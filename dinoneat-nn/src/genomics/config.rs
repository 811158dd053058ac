use crate::genomics::ActivationType;

use dinoneat::ConfigError;
use serde::{Deserialize, Serialize};

use std::num::NonZeroUsize;

/// Distribution of the delta applied when an
/// edge weight is perturbed rather than reset.
#[derive(Clone, Copy, Debug, PartialEq, Eq, Serialize, Deserialize)]
pub enum WeightPerturbation {
    /// Uniform over ±`weight_mutation_power`.
    Uniform,
    /// Normal with a standard deviation of `weight_mutation_power`.
    Gaussian,
}

/// Configuration data for genome generation
/// and inter-genome operations.
///
/// # Note
/// All quantities expressing probabilities
/// should be in the range [0.0, 1.0], which
/// [`validate`] enforces.
///
/// [`validate`]: GeneticConfig::validate
#[derive(Clone, Debug, PartialEq, Serialize, Deserialize)]
pub struct GeneticConfig {
    /// Number of inputs in a genome.
    pub input_count: NonZeroUsize,
    /// Number of outputs in a genome.
    pub output_count: NonZeroUsize,
    /// Whether genomes carry a bias node with a constant
    /// output of 1, connectable like an input.
    pub bias: bool,
    /// Possible activation types for hidden nodes.
    /// If an empty vector is given, nodes will default
    /// to [`Sigmoid`].
    ///
    /// [`Sigmoid`]: crate::genomics::ActivationType
    pub hidden_activation_types: Vec<ActivationType>,
    /// Activation types of output nodes in a genome.
    /// If fewer than [`output_count`] are specified,
    /// the default is [`Sigmoid`].
    ///
    /// [`output_count`]: GeneticConfig::output_count
    /// [`Sigmoid`]: crate::genomics::ActivationType
    pub output_activation_types: Vec<ActivationType>,
    /// Chance that an edge between an input-output node pair
    /// is created during initial genome generation.
    pub initial_expression_chance: f32,
    /// Maximum magnitude of an edge's weight.
    pub weight_bound: f32,
    /// Chance of each enabled edge's weight being mutated.
    pub weight_mutation_chance: f32,
    /// Chance of a mutated weight being reset,
    /// rather than perturbed.
    pub weight_reset_chance: f32,
    /// Distribution of weight perturbations.
    pub weight_perturbation: WeightPerturbation,
    /// Scale of weight perturbations.
    pub weight_mutation_power: f32,
    /// Chance of a node addition mutation taking place.
    pub node_addition_mutation_chance: f32,
    /// Chance of an edge addition mutation taking place.
    pub edge_addition_mutation_chance: f32,
    /// Maximum number of node pairs tried during edge
    /// addition before the mutation gives up.
    pub max_edge_addition_attempts: usize,
    /// Chance of flipping a random edge's enabled flag.
    pub toggle_enable_chance: f32,
    /// Chance that matching edge weights are averaged during
    /// crossover, instead of copying the weight from a
    /// randomly chosen parent.
    pub mate_by_averaging_chance: f32,
    /// Chance that a matching edge disabled in either parent
    /// is disabled in the offspring.
    pub disabled_gene_inheritance_chance: f32,
    /// Chance that the first parent is dominant when
    /// both parents are equally fit.
    pub equal_fitness_first_parent_chance: f32,
}

impl GeneticConfig {
    /// Returns a "zero-valued" default configuration.
    /// All values are 0, empty, or in the case of
    /// `NonZeroUsize`s, 1. Perturbations are uniform.
    ///
    /// # Note
    /// This value is not suitable for use in most experiments
    /// (its weight bound of 0 fails validation). It is meant as
    /// a way to fill in unused values during configuration
    /// instantiation.
    ///
    /// # Examples
    /// ```
    /// use dinoneat_nn::genomics::GeneticConfig;
    ///
    /// let cfg1 = GeneticConfig::zero();
    ///
    /// let cfg2 = GeneticConfig {
    ///     // Specify some values here...
    ///     weight_bound: 3.0,
    ///     node_addition_mutation_chance: 0.05,
    ///     // Default the rest...
    ///     ..GeneticConfig::zero()
    /// };
    ///
    /// assert!(cfg1.validate().is_err());
    /// assert!(cfg2.validate().is_ok());
    /// ```
    pub const fn zero() -> GeneticConfig {
        GeneticConfig {
            input_count: NonZeroUsize::MIN,
            output_count: NonZeroUsize::MIN,
            bias: false,
            hidden_activation_types: Vec::new(),
            output_activation_types: Vec::new(),
            initial_expression_chance: 0.0,
            weight_bound: 0.0,
            weight_mutation_chance: 0.0,
            weight_reset_chance: 0.0,
            weight_perturbation: WeightPerturbation::Uniform,
            weight_mutation_power: 0.0,
            node_addition_mutation_chance: 0.0,
            edge_addition_mutation_chance: 0.0,
            max_edge_addition_attempts: 0,
            toggle_enable_chance: 0.0,
            mate_by_averaging_chance: 0.0,
            disabled_gene_inheritance_chance: 0.0,
            equal_fitness_first_parent_chance: 0.0,
        }
    }

    /// Number of nodes that edges can start from
    /// in a fresh genome: inputs plus the bias node.
    pub fn source_count(&self) -> usize {
        self.input_count.get() + usize::from(self.bias)
    }

    /// Returns a copy of the configuration whose mutation chances
    /// are multiplied by `rate`, capped at 1, and whose weight
    /// mutation power is multiplied by `scale`.
    ///
    /// # Examples
    /// ```
    /// use dinoneat_nn::genomics::GeneticConfig;
    ///
    /// let config = GeneticConfig {
    ///     weight_mutation_chance: 0.5,
    ///     node_addition_mutation_chance: 0.03,
    ///     weight_mutation_power: 0.1,
    ///     ..GeneticConfig::zero()
    /// };
    /// let intensified = config.intensified(3.0, 2.0);
    ///
    /// assert_eq!(intensified.weight_mutation_chance, 1.0);
    /// assert!((intensified.node_addition_mutation_chance - 0.09).abs() < 1e-6);
    /// assert!((intensified.weight_mutation_power - 0.2).abs() < 1e-6);
    /// ```
    pub fn intensified(&self, rate: f32, scale: f32) -> GeneticConfig {
        let boost = |chance: f32| (chance * rate).min(1.0);
        GeneticConfig {
            weight_mutation_chance: boost(self.weight_mutation_chance),
            node_addition_mutation_chance: boost(self.node_addition_mutation_chance),
            edge_addition_mutation_chance: boost(self.edge_addition_mutation_chance),
            toggle_enable_chance: boost(self.toggle_enable_chance),
            weight_mutation_power: self.weight_mutation_power * scale,
            ..self.clone()
        }
    }

    /// Checks the configuration for inconsistencies.
    ///
    /// # Errors
    /// Returns the first out-of-range probability,
    /// a non-positive weight bound, or a negative
    /// mutation power.
    pub fn validate(&self) -> Result<(), ConfigError> {
        for (parameter, value) in [
            ("initial_expression_chance", self.initial_expression_chance),
            ("weight_mutation_chance", self.weight_mutation_chance),
            ("weight_reset_chance", self.weight_reset_chance),
            (
                "node_addition_mutation_chance",
                self.node_addition_mutation_chance,
            ),
            (
                "edge_addition_mutation_chance",
                self.edge_addition_mutation_chance,
            ),
            ("toggle_enable_chance", self.toggle_enable_chance),
            ("mate_by_averaging_chance", self.mate_by_averaging_chance),
            (
                "disabled_gene_inheritance_chance",
                self.disabled_gene_inheritance_chance,
            ),
            (
                "equal_fitness_first_parent_chance",
                self.equal_fitness_first_parent_chance,
            ),
        ] {
            ConfigError::check_probability(parameter, value)?;
        }
        ConfigError::check_positive("weight_bound", self.weight_bound)?;
        ConfigError::check_non_negative("weight_mutation_power", self.weight_mutation_power)
    }
}

#[cfg(test)]
mod tests {
    use super::*;

    #[test]
    fn rejects_unbounded_weights() {
        assert_eq!(
            GeneticConfig::zero().validate(),
            Err(ConfigError::NonPositive {
                parameter: "weight_bound",
                value: 0.0
            })
        );
    }

    #[test]
    fn rejects_bad_probability() {
        let config = GeneticConfig {
            weight_bound: 1.0,
            toggle_enable_chance: 1.5,
            ..GeneticConfig::zero()
        };
        assert_eq!(
            config.validate(),
            Err(ConfigError::ProbabilityOutOfRange {
                parameter: "toggle_enable_chance",
                value: 1.5
            })
        );
    }

    #[test]
    fn intensified_keeps_structure() {
        let config = GeneticConfig {
            input_count: NonZeroUsize::new(6).unwrap(),
            weight_bound: 2.0,
            weight_reset_chance: 0.1,
            edge_addition_mutation_chance: 0.4,
            toggle_enable_chance: 0.01,
            ..GeneticConfig::zero()
        };
        let intensified = config.intensified(3.0, 2.0);

        assert_eq!(intensified.input_count, config.input_count);
        assert_eq!(intensified.weight_bound, 2.0);
        assert_eq!(intensified.weight_reset_chance, 0.1);
        assert_eq!(intensified.edge_addition_mutation_chance, 1.0);
        assert!((intensified.toggle_enable_chance - 0.03).abs() < 1e-6);
        assert!(intensified.validate().is_ok());
        assert_eq!(config.intensified(1.0, 1.0), config);
    }

    #[test]
    fn counts_bias_as_source() {
        let config = GeneticConfig {
            input_count: NonZeroUsize::new(6).unwrap(),
            bias: true,
            ..GeneticConfig::zero()
        };
        assert_eq!(config.source_count(), 7);
    }
}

• WHAT IS BEING ASKED: Every line in the material above that has the word "Deserialize" should be copied.

• SOLVED EXERCISE:
use serde::{Deserialize, Serialize};
#[derive(Clone, Copy, Debug, PartialEq, Eq, Serialize, Deserialize)]
#[derive(Clone, Debug, PartialEq, Serialize, Deserialize)]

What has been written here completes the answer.